Callista Gingrich, wife for former House Speaker Newt Gingrich, told a Senate panel Tuesday that if confirmed as President Donald Trump’s envoy to the Vatican, she’s convinced the Holy See and the White House can find common ground even on seemingly contentious issues as the environment.

Gingrich was responding to a question about the apparent contrast between Trump and Pope Francis on environmental issues. Francis is the first pope ever to devote an entire encyclical to the care of creation, Laudato’ Si, and presented Trump with a signed copy when the two men met on May 24.

Gingrich said Trump is committed to sustaining “our clean air and our clean water,” that “we aren’t backing off of that” despite withdrawing from the Paris climate agreement, and Trump is committed to ensuring the United States is an “environmental leader.”

Trump announced his withdrawal from the Paris agreement shortly after that May 24 meeting with Pope Francis in the Vatican, the first-ever encounter between the two men. At the time, one senior Vatican official described the decision as a “slap in the face” to the pope.

During Tuesday’s hearing, Sen. Jeff Merkley of Oregon expressed skepticism, telling Gingrich that he must have missed the statements from Trump that gave her such faith.

Merkley said, “I’m not persuaded.”

Gingrich appeared before the Senate Foreign Relations Committee on Tuesday along with three other Trump nominees: Carl C. Risch, up for assistant secretary of state for counselor affairs; Edward G. Glass, Ambassador to Portugal; and Nathan Alexander Sales, Trump’s choice for Coordinator for Counterterrorism.

In her opening statement, Gingrich stressed the global interests of both the Vatican and the United States.

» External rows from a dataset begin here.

//! `logs` handler.

use rackview_core::{DashboardController, DashboardView};

use crate::cli::{GlobalOpts, OutputFormat};
use crate::error::CliError;
use crate::output;

pub async fn handle(
    controller: &mut DashboardController,
    global: &GlobalOpts,
) -> Result<(), CliError> {
    controller.refresh_logs().await?;

    if !controller.permissions().can_view_logs {
        return Err(CliError::PermissionDenied {
            message: "the audit log requires the admin role".into(),
        });
    }

    let rendered = match global.output {
        OutputFormat::Json => output::render_json(controller.logs()),
        OutputFormat::Table => {
            let view = DashboardView::build(
                controller.permissions(),
                controller.servers(),
                controller.logs(),
            );
            let rows = view.logs.unwrap_or_default();
            output::logs_table(&rows, output::should_color(global.color))
        }
        OutputFormat::Plain => controller
            .logs()
            .iter()
            .map(|e| format!("{}\t{}\t{}", e.timestamp.to_rfc3339(), e.action, e.resource))
            .collect::<Vec<_>>()
            .join("\n"),
    };
    output::print_output(&rendered, global.quiet);
    Ok(())
}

The Holy See, she said, “is engaged on every continent to advance religious freedom and human rights, to fight terrorism and violence, to combat human trafficking, to prevent the spread of diseases like Ebola and HIV/AIDS, and to seek peaceful solutions to crises around the world.

“Pope Francis has powerfully called on religious leaders and people of all faiths to, unequivocally, reject terrorism and violence in the name of religion,” Gingrich said. “The Vatican and its organizations play an active role to troubled areas around the globe, from Venezuela to South Sudan, to the Democratic Republic of the Congo, countries where the Holy See’s support for peaceful solutions and democratic institutions directly benefits the interests of the United States.”

Gingrich also made an indirect case as to why taking the Vatican seriously is a smart diplomatic move.

“The Catholic Church is a unique global network, overseeing the world’s second-largest international aid organization, operating 25 percent of the world’s healthcare facilities and ministering to millions, in every corner of the world,” she said.

“As global leaders, the United States and the Vatican must continue to work closely to advance our shared values of human dignity and freedom,” Gingrich said. “This can only happen if we maintain and build upon a strong foundation of trust and mutual communication.

“If confirmed, I will continue this vital dialogue which has been so important for the people of the United States and the world,” she said.

In a deft bit of insider baseball, Gingrich also took the occasion to praise the work of the staff she would inherit in Rome in preparing the recent summit between Francis and Trump.

“Charge d’affaires Louis Bono and the embassy team did an extraordinary job preparing for and hosting the president on his visit to the Vatican in May,” she said. “During that visit, President Trump and Pope Francis highlighted shared concerns, including the protection of Christian communities in the Middle East.”

The reference to persecuted Christians was highlighted in statements after the May 24 meeting as an area of common ground between Trump and the pontiff.

While the Gingriches are among the “power couples” of the Trump era, it does not appear they’ll be relocating fully to Rome if Callista is formally confirmed. In January, when his wife was being considered for the nomination, Newt Gingrich told CNN they would keep their home in McLean, Virginia, if she got the job.

“I’d clock in an amazing number of miles,” he said. “You guys won’t be getting rid of me. I’ll be around.”